Please pre-register for these programs. For reservations or additional information, please call Deep Portage at 218-682-2325, or toll-free at 888-280-9908, or email portage @uslink.net. Deep Portage is located 10 miles east of Hackensack, off Cass County Road 46, and also is open for hiking, cross-country skiing and snowshoeing. Visit the website at www.deep-portage.org.
■ Brainerd Archery Club indoor leagues location change and upcoming schedule
Brainerd Archery Club 3D leagues and tournaments are scheduled, starting in January at the Northern Pacific Center located on 13th Street S.E., Brainerd.
This is a different location than past years. An open house will be held Jan. 4 from 6-8 p.m.
Leagues will start Jan. 8 and run through March 29. Archers may shoot anytime between 6 and 8 p.m. Tuesdays and Fridays and choose to be on a two-man team or shoot individually.
The first two weeks of leagues will be practice sessions, with league scoring starting Jan. 22. League archers will turn in one score card a week.
The Brainerd Archery Club will host three weekend 3D tournaments — Jan. 12-13, Feb. 16-17 and March 16-17 (8 a.m. to 3 p.m.

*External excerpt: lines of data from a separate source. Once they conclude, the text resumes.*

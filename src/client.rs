//! Wires the handshake, reader, writer and event hooks into a single
//! connection handle (spec §4.6) and implements the close protocol
//! (spec §4.5).
//!
//! Grounded on the teacher's `split.rs`/`server.rs` shape: the transport is
//! split into a read half (driven by a dedicated pump loop) and a write
//! half behind `Arc<Mutex<_>>`, the same way the teacher's `WSWriter` wraps
//! its `Writer` so a connection can be sent on concurrently with the task
//! reading it (`server.rs`'s `tokio::spawn` of the reader loop alongside
//! the handed-back writer). Here the caller drives `run()` itself (spec §5:
//! "single-threaded cooperative... driven from a single task runner")
//! instead of the engine spawning its own task.

use crate::config::ClientConfig;
use crate::error::Error;
use crate::event::Hooks;
use crate::frame::{CloseCode, Frame, OpCode};
use crate::handshake::{build_request, read_response, HandshakeTarget};
use crate::mask::generate_sec_key;
use crate::reader::FrameReader;
use crate::stream::Stream;
use crate::transport::Transport;
use crate::writer::FrameWriter;
use log::{debug, error, warn};
use std::sync::atomic::{AtomicBool, Ordering};
use std::sync::Arc;
use tokio::io::{split, AsyncRead, AsyncWrite, AsyncWriteExt, ReadHalf, WriteHalf};
use tokio::sync::{Mutex, Notify};

/// Connection lifecycle (spec §3 `ConnectionState`).
#[derive(Debug, Clone, Copy, PartialEq, Eq)]
pub enum ConnectionState {
    Connecting,
    Open,
    Closing,
    Closed,
}

/// A single client connection: owns the split transport, the frame
/// reader, and the registered event hooks.
pub struct Client<T> {
    read_stream: Stream<ReadHalf<T>>,
    write_stream: Arc<Mutex<Stream<WriteHalf<T>>>>,
    reader: FrameReader,
    config: ClientConfig,
    pub hooks: Hooks,
    state: ConnectionState,
    sent_close: bool,
    closed: Arc<AtomicBool>,
    closed_notify: Arc<Notify>,
}

impl Client<Transport> {
    /// Resolves `url`, performs the TCP/TLS connect and the HTTP Upgrade
    /// handshake, and returns a `Client` in the `Open` state (spec §4.4,
    /// §6 `connect(url, timeout=30)`).
    pub async fn connect(url: &str, hooks: Hooks) -> Result<Self, Error> {
        Self::connect_with_config(url, ClientConfig::default(), hooks).await
    }

    pub async fn connect_with_config(
        url: &str,
        config: ClientConfig,
        hooks: Hooks,
    ) -> Result<Self, Error> {
        let target = HandshakeTarget::parse(url)?;
        let sec_key = generate_sec_key();

        let mut transport = if target.use_tls {
            Transport::connect_tls(&target.host, target.port).await?
        } else {
            Transport::connect_plain(&target.host, target.port).await?
        };

        let request = build_request(&target, &sec_key);
        transport.write_all(request.as_bytes()).await?;
        read_response(&mut transport, &sec_key, config.handshake_timeout).await?;
        debug!("handshake with {url} succeeded, connection is Open");

        Ok(Self::from_transport(transport, config, hooks))
    }
}

impl<T: AsyncRead + AsyncWrite + Unpin> Client<T> {
    /// Builds a `Client` already past the handshake. Used by `connect` and
    /// directly by tests driving an in-memory duplex transport.
    fn from_transport(transport: T, config: ClientConfig, mut hooks: Hooks) -> Self {
        let (read_half, write_half) = split(transport);
        let reader = FrameReader::new(config.max_message_size);

        if let Some(on_open) = &mut hooks.on_open {
            on_open();
        }

        Self {
            read_stream: Stream::new(read_half),
            write_stream: Arc::new(Mutex::new(Stream::new(write_half))),
            reader,
            config,
            hooks,
            state: ConnectionState::Open,
            sent_close: false,
            closed: Arc::new(AtomicBool::new(false)),
            closed_notify: Arc::new(Notify::new()),
        }
    }

    pub fn state(&self) -> ConnectionState {
        self.state
    }

    pub async fn send_text(&self, text: impl Into<String>) -> Result<(), Error> {
        let mut stream = self.write_stream.lock().await;
        FrameWriter::new(&mut stream, &self.config)
            .send_text(text, true)
            .await
    }

    pub async fn send_binary(&self, data: impl Into<Vec<u8>>) -> Result<(), Error> {
        let mut stream = self.write_stream.lock().await;
        FrameWriter::new(&mut stream, &self.config)
            .send_binary(data, true)
            .await
    }

    pub async fn ping(&self, data: impl Into<Vec<u8>>) -> Result<(), Error> {
        let mut stream = self.write_stream.lock().await;
        FrameWriter::new(&mut stream, &self.config)
            .ping(data, true)
            .await
    }

    pub async fn pong(&self, data: impl Into<Vec<u8>>) -> Result<(), Error> {
        let mut stream = self.write_stream.lock().await;
        FrameWriter::new(&mut stream, &self.config)
            .pong(data, true)
            .await
    }

    /// Sends a Close, waits up to `close_grace_period` for the peer's
    /// echo, then tears the transport down regardless (spec §4.5). A
    /// second call is a no-op (spec §4.5, §11 "idempotent close").
    pub async fn close(&mut self, code: CloseCode, reason: impl Into<Vec<u8>>) -> Result<(), Error> {
        if self.sent_close {
            return Ok(());
        }
        self.send_close_frame(code, reason.into()).await?;

        let _ = tokio::time::timeout(self.config.close_grace_period, self.wait_until_closed()).await;
        self.finish_close().await
    }

    /// Suspends until the connection has fully closed, either by the
    /// close protocol completing or by an abnormal transport closure.
    pub async fn wait_until_closed(&self) {
        loop {
            if self.closed.load(Ordering::SeqCst) {
                return;
            }
            let notified = self.closed_notify.notified();
            if self.closed.load(Ordering::SeqCst) {
                return;
            }
            notified.await;
        }
    }

    /// Drives the read side: pulls bytes off the transport, parses
    /// frames, dispatches hooks, and runs the automatic parts of the
    /// close protocol (echo, auto-pong). Intended to be awaited (or
    /// spawned) as the connection's single task runner (spec §5).
    pub async fn run(&mut self) -> Result<(), Error> {
        loop {
            if self.state == ConnectionState::Closed {
                return Ok(());
            }

            match self.read_stream.read_more().await {
                Ok(true) => {}
                Ok(false) => {
                    self.handle_transport_closed().await;
                    return Ok(());
                }
                Err(err) => {
                    self.handle_transport_closed().await;
                    return Err(err);
                }
            }

            let mut frames = Vec::new();
            let mut reader =
                std::mem::replace(&mut self.reader, FrameReader::new(self.config.max_message_size));
            let parsed = self
                .read_stream
                .feed_bytes(&[], &mut reader, |frame| frames.push(frame));
            self.reader = reader;

            if let Err(err) = parsed {
                self.handle_protocol_error(err).await?;
                return Ok(());
            }

            for frame in frames {
                self.handle_frame(frame).await?;
                if self.state == ConnectionState::Closed {
                    return Ok(());
                }
            }
        }
    }

    async fn handle_frame(&mut self, frame: Frame) -> Result<(), Error> {
        self.hooks.dispatch(&frame);

        match frame.op {
            OpCode::Ping => {
                let mut stream = self.write_stream.lock().await;
                FrameWriter::new(&mut stream, &self.config)
                    .pong(frame.data, true)
                    .await?;
            }
            OpCode::Close => {
                self.handle_incoming_close(frame.code, frame.data).await?;
            }
            _ => {}
        }

        Ok(())
    }

    /// Receiving a Close while Open: echo one back (same code, or 1000 if
    /// the peer sent none) unless we already sent our own, then close
    /// (spec §4.5, §8 property 9).
    async fn handle_incoming_close(
        &mut self,
        code: Option<CloseCode>,
        reason: Vec<u8>,
    ) -> Result<(), Error> {
        if !self.sent_close {
            let echo_code = code.unwrap_or(CloseCode::NORMAL_CLOSURE);
            self.send_close_frame(echo_code, reason).await?;
        }
        self.finish_close().await
    }

    /// A protocol error from the reader: send Close with the error's code,
    /// then close (spec §4.2 Failure semantics, §7 ProtocolError).
    async fn handle_protocol_error(&mut self, err: Error) -> Result<(), Error> {
        warn!("protocol error, closing with {:?}: {err}", err.close_code());
        if let Some(code) = err.close_code() {
            if !self.sent_close {
                let _ = self.send_close_frame(code, Vec::new()).await;
            }
        }
        self.finish_close().await?;
        Err(err)
    }

    /// EOF or a transport-level read error: the local 1006 sentinel,
    /// never put on the wire (spec §7 Transport).
    async fn handle_transport_closed(&mut self) {
        if self.state == ConnectionState::Closed {
            return;
        }
        error!("transport closed without a Close handshake, reporting 1006");
        self.state = ConnectionState::Closed;
        if let Some(on_close) = &mut self.hooks.on_close {
            on_close(Some(CloseCode::ABNORMAL_CLOSURE), b"");
        }
        self.closed.store(true, Ordering::SeqCst);
        self.closed_notify.notify_waiters();
    }

    async fn send_close_frame(&mut self, code: CloseCode, reason: Vec<u8>) -> Result<(), Error> {
        self.sent_close = true;
        self.state = ConnectionState::Closing;
        debug!("sending Close({code}), connection is now Closing");
        let mut stream = self.write_stream.lock().await;
        FrameWriter::new(&mut stream, &self.config)
            .close(code, reason, true)
            .await
    }

    async fn finish_close(&mut self) -> Result<(), Error> {
        if self.state == ConnectionState::Closed {
            return Ok(());
        }
        self.state = ConnectionState::Closed;
        {
            let mut stream = self.write_stream.lock().await;
            let _ = stream.shutdown().await;
        }
        self.closed.store(true, Ordering::SeqCst);
        self.closed_notify.notify_waiters();
        Ok(())
    }
}

#[cfg(test)]
mod tests {
    use super::*;
    use std::sync::Mutex as StdMutex;
    use tokio::io::AsyncReadExt;

    fn text_wire(text: &str) -> Vec<u8> {
        let mut out = vec![0x81, text.len() as u8];
        out.extend_from_slice(text.as_bytes());
        out
    }

    #[tokio::test]
    async fn receives_text_and_fires_on_text_hook() {
        let (client_half, mut server_half) = tokio::io::duplex(4096);
        let seen = Arc::new(StdMutex::new(Vec::new()));
        let seen_clone = seen.clone();

        let mut hooks = Hooks::default();
        hooks.on_text = Some(Box::new(move |text| {
            seen_clone.lock().unwrap().push(text.to_string());
        }));

        let mut client = Client::from_transport(client_half, ClientConfig::default(), hooks);

        server_half.write_all(&text_wire("Hello")).await.unwrap();
        // Close right after so `run` terminates on its own.
        server_half.write_all(&[0x88, 0x00]).await.unwrap();

        client.run().await.unwrap();

        assert_eq!(*seen.lock().unwrap(), vec!["Hello".to_string()]);
        assert_eq!(client.state(), ConnectionState::Closed);
    }

    #[tokio::test]
    async fn echoes_close_exactly_once() {
        let (client_half, mut server_half) = tokio::io::duplex(4096);
        let client = Client::from_transport(client_half, ClientConfig::default(), Hooks::default());
        let mut client = client;

        server_half.write_all(&[0x88, 0x00]).await.unwrap();

        client.run().await.unwrap();

        let mut echoed = [0u8; 2];
        server_half.read_exact(&mut echoed).await.unwrap();
        // fin=1, opcode=Close, masked, length 0.
        assert_eq!(echoed[0], 0x88);
        assert_eq!(echoed[1] & 0x80, 0x80);
        assert_eq!(echoed[1] & 0x7F, 0);

        assert_eq!(client.state(), ConnectionState::Closed);
    }

    #[tokio::test]
    async fn auto_pongs_a_received_ping() {
        let (client_half, mut server_half) = tokio::io::duplex(4096);
        let client = Client::from_transport(client_half, ClientConfig::default(), Hooks::default());
        let mut client = client;

        // Ping("hi") then Close so run() terminates.
        server_half.write_all(&[0x89, 0x02, b'h', b'i']).await.unwrap();
        server_half.write_all(&[0x88, 0x00]).await.unwrap();

        client.run().await.unwrap();

        let mut pong_header = [0u8; 2];
        server_half.read_exact(&mut pong_header).await.unwrap();
        assert_eq!(pong_header[0], 0x8A); // fin + Pong
        assert_eq!(pong_header[1] & 0x7F, 2);
    }

    #[tokio::test]
    async fn abnormal_eof_fires_on_close_with_local_sentinel() {
        let (client_half, server_half) = tokio::io::duplex(64);
        let seen = Arc::new(StdMutex::new(None));
        let seen_clone = seen.clone();

        let mut hooks = Hooks::default();
        hooks.on_close = Some(Box::new(move |code, _reason| {
            *seen_clone.lock().unwrap() = Some(code);
        }));

        let mut client = Client::from_transport(client_half, ClientConfig::default(), hooks);
        drop(server_half);

        client.run().await.unwrap();

        assert_eq!(*seen.lock().unwrap(), Some(Some(CloseCode::ABNORMAL_CLOSURE)));
        assert_eq!(client.state(), ConnectionState::Closed);
    }

    #[tokio::test]
    async fn second_close_call_is_a_no_op() {
        let (client_half, _server_half) = tokio::io::duplex(64);
        let mut config = ClientConfig::default();
        config.close_grace_period = std::time::Duration::from_millis(20);
        let mut client = Client::from_transport(client_half, config, Hooks::default());

        client.close(CloseCode::NORMAL_CLOSURE, "bye").await.unwrap();
        assert_eq!(client.state(), ConnectionState::Closed);
        // Already closed; must not attempt to write again.
        client.close(CloseCode::GOING_AWAY, "ignored").await.unwrap();
    }
}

Saturdays, 8 a.m. to 1 p.m. Sundays). They will consist of 30 life-sized animal targets placed at unmarked yardages. No broadheads or rangefinders will be allowed.
For league play, the club is offering an unlimited 3D shooting pass (for members only) for $80. An additional fee of $30 per team will go toward first-, second- and third-place team trophies.
Archers of all abilities are welcome and need not be a member of the archery club to participate, but club members get reduced shooting fees, free use of the outdoor range (except during scheduled tournaments), voting privileges, a quarterly newsletter about club activities and membership in the Minnesota State Archery Association.
Membership fee is $40 for a family, $30 for individuals, $20 for juniors (under age 14). BAC members are charged $8 for 3D shoots (30 targets), non-members are charged $10.